Phosphoinositide 3-kinases (PI3Ks) are a group of lipid kinases which phosphorylate the 3′-hydroxyl group of phosphatidylinositol diphosphate (PIP2) to phosphatidylinositol triphosphate (PIP3). PIP3 then recruits protein kinase B (PKB, otherwise known as AKT) to the cell membrane where it is in turn phosphorylated and activated, leading to a cascade of cell signalling which controls a range of cellular processes like cell proliferation, growth and survival.¹ PI3Ks are often over-expressed, and the lipid phosphatase PTEN (which dephosphorylates PIP3) is often deleted or inactivated in many cancer types, leading to increased levels of PIP3 and increased tumour survival.²

The PI3Ks are split into three sub-families (class I, II and III), and class I is further split into class Ia and Ib based upon their mechanism of activation. The class Ia PI3Ks are heterodimeric, consisting of a catalytic subunit (p110α, p110β or p110δ) in complex with a regulatory subunit.¹ PIK3CA, the gene encoding for p110α, is often over-expressed and mutated in many cancer types. Two of the most common of these mutations (E545K and H1047R) have been confirmed as activating mutations and hence increase levels of PIP3.³ Mutations in p110β and p110δ have not been reported.^4,5 Inhibitors of PI3K, and in particular, selective inhibitors of p110α could prove to be an important new strategy in cancer treatment.⁶ A number of inhibitors of PI3K are currently in clinical trials, although none have yet reached market.^7,8

We have shown previously that pyrazolo[1,5-a]pyridines such as 1 (ref. 9) and 2 (ref. 10) (Fig. 1) are potent and selective inhibitors of the p110α isoform of PI3K. However, since the sulfonohydrazide central portion of the molecule is a known structural alert,¹¹ we were interested in replacing this with an alternative linker group. This has been investigated to a limited extent by Hayakawa et al.¹² with their related imidazo[1,2-a]pyridine series of compounds, however PI3K isoform selectivity data was not reported for all compounds.

Fig. 1 Structures of our previous pyrazolo[1,5-a]pyridine PI3K inhibitors.

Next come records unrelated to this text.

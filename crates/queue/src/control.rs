//! Transaction handle over one queue record.

use crate::error::Result;
use crate::queue::Queue;
use factory_core::record::{due_value, fields, state_value, time_value};
use factory_core::{LogLevel, QueueRecord, RunState, Time};
use factory_storage::Document;
use serde_json::Value;
use std::sync::Arc;
use std::time::Duration;
use tracing::{debug, warn};

/// When to process a record next.
#[derive(Debug, Clone, Copy, PartialEq, Eq)]
pub enum Reschedule {
    /// After the given delay
    After(Duration),
    /// At the given time
    At(Time),
    /// After the queue's check interval
    Default,
}

/// Marks a record as being handled by this process until dropped.
pub(crate) struct Claim<T: QueueRecord> {
    queue: Arc<Queue<T>>,
    id: String,
    registered: bool,
}

impl<T: QueueRecord> Claim<T> {
    /// Register `id` as in flight. Returns `None` if it already is.
    pub(crate) fn acquire(queue: Arc<Queue<T>>, id: String) -> Option<Self> {
        if !queue.mark_in_flight(&id) {
            return None;
        }
        Some(Self {
            queue,
            id,
            registered: true,
        })
    }

    /// A claim that doesn't block dispatch.
    pub(crate) fn detached(queue: Arc<Queue<T>>, id: String) -> Self {
        Self {
            queue,
            id,
            registered: false,
        }
    }
}

impl<T: QueueRecord> Drop for Claim<T> {
    fn drop(&mut self) {
        if self.registered {
            self.queue.clear_in_flight(&self.id);
        }
    }
}

/// Pending changes to one record, written by a single commit.
///
/// Field updates accumulate until one of the consuming methods
/// ([`reschedule`](Self::reschedule), [`cancel`](Self::cancel),
/// [`fail`](Self::fail), [`finish`](Self::finish) or [`end`](Self::end))
/// writes them and returns the stored record.
pub struct JobControl<T: QueueRecord> {
    claim: Claim<T>,
    record: T,
    pending: Document,
    claimed_due: Value,
}

impl<T: QueueRecord> JobControl<T> {
    pub(crate) fn new(claim: Claim<T>, record: T, pending: Document, claimed_due: Value) -> Self {
        Self {
            claim,
            record,
            pending,
            claimed_due,
        }
    }

    /// The record as it was when the handle was created.
    pub fn record(&self) -> &T {
        &self.record
    }

    /// Record id.
    pub fn id(&self) -> &str {
        self.record.id()
    }

    /// The owning queue.
    pub fn queue(&self) -> &Arc<Queue<T>> {
        &self.claim.queue
    }

    /// Changes written on commit.
    pub fn pending(&self) -> &Document {
        &self.pending
    }

    /// Merge fields into the pending update. `id` and `due_at` can't be set
    /// this way.
    pub fn update(&mut self, values: Value) -> &mut Self {
        match values {
            Value::Object(map) => {
                for (key, value) in map {
                    if key == fields::ID || key == fields::DUE_AT {
                        continue;
                    }
                    self.pending.insert(key, value);
                }
            }
            other => warn!(id = %self.id(), value = %other, "Ignoring non-object update"),
        }
        self
    }

    /// Set the state written on commit.
    pub fn set_state(&mut self, state: RunState) -> &mut Self {
        self.pending.insert(fields::STATE.into(), state_value(state));
        self
    }

    /// Set when the record is next due and commit.
    pub async fn reschedule(mut self, when: Reschedule) -> Result<T> {
        let clock = self.claim.queue.clock();
        let due = match when {
            Reschedule::After(delay) => clock.after(delay),
            Reschedule::At(time) => time,
            Reschedule::Default => clock.after(self.claim.queue.options().check_interval),
        };
        self.pending.insert(fields::DUE_AT.into(), due_value(due));
        self.commit().await
    }

    /// Log the reason, mark cancelled and commit.
    pub async fn cancel(self, reason: Option<&str>) -> Result<T> {
        let message = with_reason("Cancelled", reason);
        self.terminate(RunState::Cancelled, LogLevel::Info, message).await
    }

    /// Log the reason, mark failed and commit.
    pub async fn fail(self, reason: Option<&str>) -> Result<T> {
        let message = with_reason("Failed", reason);
        self.terminate(RunState::Failed, LogLevel::Error, message).await
    }

    /// Log, mark completed and commit.
    pub async fn finish(self, message: Option<&str>) -> Result<T> {
        let message = message.unwrap_or("Finished successfully").to_string();
        self.terminate(RunState::Completed, LogLevel::Info, message).await
    }

    /// Commit pending changes as they are.
    pub async fn end(self) -> Result<T> {
        self.commit().await
    }

    /// Logger bound to this record. Each call hands the control back for
    /// chaining, e.g. `control.log().error("no image", data).await.fail(None)`.
    pub fn log(self) -> Logger<T> {
        Logger { control: self }
    }

    async fn terminate(mut self, state: RunState, level: LogLevel, message: String) -> Result<T> {
        self.write_log(level, &message, Value::Null).await;
        let now = self.claim.queue.clock().now();
        self.set_state(state);
        self.pending.insert(fields::ENDED_AT.into(), time_value(now));
        self.commit().await
    }

    async fn write_log(&self, level: LogLevel, message: &str, data: Value) {
        if let Err(e) = self.claim.queue.add_log(self.id(), level, message, data).await {
            warn!(id = %self.id(), error = %e, "Failed to write log entry");
        }
    }

    async fn commit(self) -> Result<T> {
        let JobControl {
            claim,
            record,
            pending,
            claimed_due,
        } = self;
        let queue = Arc::clone(&claim.queue);
        let stored = queue.commit(record.id(), pending, claimed_due).await?;
        drop(claim);

        // Anything that became due while we held the claim was skipped by
        // the dispatch loop.
        if stored.state().is_active()
            && stored.due_at().is_some_and(|due| due <= queue.clock().now())
        {
            queue.nudge();
        }
        debug!(queue = %queue.name(), id = %stored.id(), state = %stored.state(), "Committed");
        Ok(stored)
    }
}

/// Log writer returned by [`JobControl::log`].
pub struct Logger<T: QueueRecord> {
    control: JobControl<T>,
}

impl<T: QueueRecord> Logger<T> {
    /// Append an entry at `level`.
    pub async fn add(self, level: LogLevel, message: &str, data: Value) -> JobControl<T> {
        self.control.write_log(level, message, data).await;
        self.control
    }

    /// Append an info entry.
    pub async fn info(self, message: &str, data: Value) -> JobControl<T> {
        self.add(LogLevel::Info, message, data).await
    }

    /// Append a warning entry.
    pub async fn warning(self, message: &str, data: Value) -> JobControl<T> {
        self.add(LogLevel::Warning, message, data).await
    }

    /// Append an error entry.
    pub async fn error(self, message: &str, data: Value) -> JobControl<T> {
        self.add(LogLevel::Error, message, data).await
    }
}

fn with_reason(what: &str, reason: Option<&str>) -> String {
    match reason {
        Some(reason) => format!("{}: {}", what, reason),
        None => what.to_string(),
    }
}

Molecular modelling of the pyrazolo[1,5-a]pyridines showed that the pyrazolo nitrogen formed a key hydrogen bond with Val851 of p110α;⁹ a residue interaction characteristic of many other PI3K inhibitor complexes.¹³ Furthermore the sulfonyl group formed a hydrogen bond with the p110α specific residue Gln859,⁹ and the nitro group was also critical for good potency and selectivity.¹⁰ We postulated that linking the pyrazolo[1,5-a]pyridine and nitroaryl sulfonyl moieties in an appropriate way would generate a p110α selective PI3K inhibitor with lower toxicity.

2. Results and discussion

2.1. Selection of sulfonohydrazide replacements

To increase our sulfonohydrazide replacement ideas, the bioisostere generating programme BROOD (v1.1.1; Openeye Scientific Software) was used select a set of alternative linking groups that fit the conformation of the sulfonohydrazide in a model of the pyrazolo[1,5-a]pyridines bound to p110α. Of the top 200 replacement fragments retrieved, only 51 unique isosteres were considered useful after visual inspection. Of these, only 42 hits contained a functional group we considered capable of hydrogen-bonding to the side chain amine of the p110α specific amino acid Gln859. The group was further narrowed down to 11 based on lipophilicity of the whole candidate compound, determined by comparison of the c log P values (calculated using ACD/PhysChem v. 7.10, Advanced Chemistry Development, Inc.) with the c log P value for 1 of 2.43. Compounds with c log P greater than 2.43 were discarded since such compounds would be more lipophilic and hence are likely to have lower aqueous solubility than 1. The group was finally reduced to 4 (Fig. 2) by assessment of the number of hydrogen-bond acceptors, in accordance with Lipinski rules.¹⁴

Fig. 2 Filtered set of sulfonohydrazide isosteres generated by BROOD v1.1.1.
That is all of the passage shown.